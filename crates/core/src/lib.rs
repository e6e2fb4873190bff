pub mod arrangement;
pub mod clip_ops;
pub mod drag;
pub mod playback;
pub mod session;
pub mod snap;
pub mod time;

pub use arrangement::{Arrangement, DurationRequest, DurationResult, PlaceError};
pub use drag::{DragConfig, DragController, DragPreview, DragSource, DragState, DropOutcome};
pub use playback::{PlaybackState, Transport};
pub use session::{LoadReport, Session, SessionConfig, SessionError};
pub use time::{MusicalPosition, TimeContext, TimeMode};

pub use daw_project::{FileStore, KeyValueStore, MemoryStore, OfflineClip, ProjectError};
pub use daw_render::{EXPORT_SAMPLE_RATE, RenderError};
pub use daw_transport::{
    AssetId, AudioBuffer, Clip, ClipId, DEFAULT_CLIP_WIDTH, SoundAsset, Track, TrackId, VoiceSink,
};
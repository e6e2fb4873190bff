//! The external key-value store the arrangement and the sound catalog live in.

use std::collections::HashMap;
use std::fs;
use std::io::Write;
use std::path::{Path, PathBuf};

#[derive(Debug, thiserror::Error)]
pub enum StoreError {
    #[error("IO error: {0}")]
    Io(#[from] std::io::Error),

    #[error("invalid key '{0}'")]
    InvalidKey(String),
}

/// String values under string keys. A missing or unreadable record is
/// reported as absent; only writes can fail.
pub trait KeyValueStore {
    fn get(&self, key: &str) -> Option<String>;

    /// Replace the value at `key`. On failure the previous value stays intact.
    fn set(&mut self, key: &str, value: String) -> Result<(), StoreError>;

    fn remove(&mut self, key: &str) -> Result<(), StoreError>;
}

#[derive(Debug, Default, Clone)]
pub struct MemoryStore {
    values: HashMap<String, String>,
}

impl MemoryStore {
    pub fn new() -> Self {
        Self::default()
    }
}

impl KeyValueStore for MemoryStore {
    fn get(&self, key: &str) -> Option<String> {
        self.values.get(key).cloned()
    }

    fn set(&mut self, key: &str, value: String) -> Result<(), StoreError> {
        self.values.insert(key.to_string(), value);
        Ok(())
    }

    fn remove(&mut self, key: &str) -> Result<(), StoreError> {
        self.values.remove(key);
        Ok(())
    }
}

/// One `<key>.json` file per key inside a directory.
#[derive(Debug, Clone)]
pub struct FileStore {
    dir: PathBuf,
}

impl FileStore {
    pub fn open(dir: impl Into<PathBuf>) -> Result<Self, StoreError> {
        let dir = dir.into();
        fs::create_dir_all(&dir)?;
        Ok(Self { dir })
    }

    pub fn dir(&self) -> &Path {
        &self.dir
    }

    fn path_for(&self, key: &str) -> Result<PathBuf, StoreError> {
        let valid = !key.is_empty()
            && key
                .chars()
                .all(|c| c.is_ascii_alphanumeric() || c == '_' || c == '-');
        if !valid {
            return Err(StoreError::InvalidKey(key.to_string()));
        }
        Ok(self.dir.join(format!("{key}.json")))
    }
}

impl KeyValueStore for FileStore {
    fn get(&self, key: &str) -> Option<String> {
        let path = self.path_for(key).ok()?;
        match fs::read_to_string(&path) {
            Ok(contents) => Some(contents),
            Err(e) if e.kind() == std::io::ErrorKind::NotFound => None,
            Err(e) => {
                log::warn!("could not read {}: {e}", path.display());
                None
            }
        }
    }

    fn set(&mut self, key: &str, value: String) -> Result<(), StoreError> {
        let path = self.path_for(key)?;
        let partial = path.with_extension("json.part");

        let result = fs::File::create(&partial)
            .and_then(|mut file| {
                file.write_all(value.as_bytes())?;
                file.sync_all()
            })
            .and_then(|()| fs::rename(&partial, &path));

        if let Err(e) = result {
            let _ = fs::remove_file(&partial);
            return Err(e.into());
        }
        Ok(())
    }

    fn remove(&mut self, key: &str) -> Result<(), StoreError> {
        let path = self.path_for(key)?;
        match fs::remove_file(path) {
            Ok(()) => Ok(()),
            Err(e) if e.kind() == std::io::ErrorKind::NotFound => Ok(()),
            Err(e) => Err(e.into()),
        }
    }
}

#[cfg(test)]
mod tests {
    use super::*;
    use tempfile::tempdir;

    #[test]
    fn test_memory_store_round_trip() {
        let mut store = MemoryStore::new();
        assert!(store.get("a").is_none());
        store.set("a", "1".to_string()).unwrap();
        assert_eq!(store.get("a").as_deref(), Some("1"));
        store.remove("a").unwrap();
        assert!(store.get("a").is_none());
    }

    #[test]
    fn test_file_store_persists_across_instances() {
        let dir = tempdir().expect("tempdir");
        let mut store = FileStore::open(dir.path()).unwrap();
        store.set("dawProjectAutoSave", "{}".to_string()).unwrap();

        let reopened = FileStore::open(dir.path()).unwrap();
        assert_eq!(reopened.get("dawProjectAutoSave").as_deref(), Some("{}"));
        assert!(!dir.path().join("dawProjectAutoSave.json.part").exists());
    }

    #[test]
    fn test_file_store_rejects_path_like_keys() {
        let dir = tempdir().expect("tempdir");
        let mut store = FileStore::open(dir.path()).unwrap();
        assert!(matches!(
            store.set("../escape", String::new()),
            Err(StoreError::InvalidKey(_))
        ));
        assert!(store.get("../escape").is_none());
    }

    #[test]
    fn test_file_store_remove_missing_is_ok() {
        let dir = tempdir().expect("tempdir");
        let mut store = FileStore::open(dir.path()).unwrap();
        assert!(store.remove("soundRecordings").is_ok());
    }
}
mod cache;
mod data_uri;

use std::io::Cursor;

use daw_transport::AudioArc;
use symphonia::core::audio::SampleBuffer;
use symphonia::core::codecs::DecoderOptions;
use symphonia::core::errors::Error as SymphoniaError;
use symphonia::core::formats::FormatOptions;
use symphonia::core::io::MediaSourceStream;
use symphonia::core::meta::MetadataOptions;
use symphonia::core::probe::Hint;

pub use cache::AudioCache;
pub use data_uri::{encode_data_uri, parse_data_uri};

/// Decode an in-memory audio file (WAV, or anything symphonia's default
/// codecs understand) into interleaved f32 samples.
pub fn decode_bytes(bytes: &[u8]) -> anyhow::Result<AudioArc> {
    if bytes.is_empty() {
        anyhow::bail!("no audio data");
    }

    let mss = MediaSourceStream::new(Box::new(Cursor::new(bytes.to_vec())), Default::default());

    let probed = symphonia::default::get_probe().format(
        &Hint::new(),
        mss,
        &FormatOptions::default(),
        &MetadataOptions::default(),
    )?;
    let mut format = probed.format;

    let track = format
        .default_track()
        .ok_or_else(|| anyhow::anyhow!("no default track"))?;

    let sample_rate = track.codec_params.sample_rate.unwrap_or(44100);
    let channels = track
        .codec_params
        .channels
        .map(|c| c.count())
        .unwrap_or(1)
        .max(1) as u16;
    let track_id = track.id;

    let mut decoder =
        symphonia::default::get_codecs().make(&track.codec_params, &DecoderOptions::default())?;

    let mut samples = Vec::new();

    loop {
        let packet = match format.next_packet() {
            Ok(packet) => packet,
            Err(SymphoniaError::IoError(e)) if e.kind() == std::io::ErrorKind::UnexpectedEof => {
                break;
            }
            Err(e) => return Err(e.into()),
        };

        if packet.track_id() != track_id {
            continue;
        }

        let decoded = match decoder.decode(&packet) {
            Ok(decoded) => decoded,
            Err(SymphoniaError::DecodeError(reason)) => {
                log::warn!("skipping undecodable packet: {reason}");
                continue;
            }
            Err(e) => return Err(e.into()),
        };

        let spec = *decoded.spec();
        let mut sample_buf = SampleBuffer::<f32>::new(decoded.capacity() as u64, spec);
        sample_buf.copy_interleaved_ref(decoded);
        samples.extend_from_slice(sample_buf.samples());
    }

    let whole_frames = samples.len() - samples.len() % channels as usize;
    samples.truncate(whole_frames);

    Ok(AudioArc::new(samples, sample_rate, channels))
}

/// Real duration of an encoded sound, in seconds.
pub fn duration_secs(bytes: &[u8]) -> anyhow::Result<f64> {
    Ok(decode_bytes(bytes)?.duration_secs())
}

What you should do:
Pull every line with the string "drag" from the data above.

Task answer:
pub mod drag;
pub use drag::{DragConfig, DragController, DragPreview, DragSource, DragState, DropOutcome};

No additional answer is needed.